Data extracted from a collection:
+++
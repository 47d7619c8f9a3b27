use std::collections::BTreeMap;

use eframe::egui::Color32;
use palette::{FromColor, Hsl, Srgb};

// ---------------------------------------------------------------------------
// Field name → Color32
// ---------------------------------------------------------------------------

/// Give each field its own hue, evenly spaced around the HSL wheel in the
/// order the fields are listed.
pub fn field_palette(fields: &[String]) -> BTreeMap<String, Color32> {
    let step = 360.0 / fields.len().max(1) as f32;
    fields
        .iter()
        .enumerate()
        .map(|(i, field)| {
            let rgb: Srgb<u8> = Srgb::<f32>::from_color(Hsl::new(i as f32 * step, 0.75, 0.55))
                .into_format();
            (field.clone(), Color32::from_rgb(rgb.red, rgb.green, rgb.blue))
        })
        .collect()
}

/// One stable colour per plotted field.
#[derive(Debug, Clone, Default)]
pub struct FieldColors {
    mapping: BTreeMap<String, Color32>,
}

impl FieldColors {
    pub fn new(fields: &[String]) -> Self {
        FieldColors {
            mapping: field_palette(fields),
        }
    }

    pub fn color_for(&self, field: &str) -> Color32 {
        self.mapping
            .get(field)
            .copied()
            .unwrap_or(Color32::LIGHT_BLUE)
    }
}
+++
Problem requirements -
Look over the records above, and wherever a line contains the string "mapping", copy that line.

Answer -
    mapping: BTreeMap<String, Color32>,
            mapping: field_palette(fields),
        self.mapping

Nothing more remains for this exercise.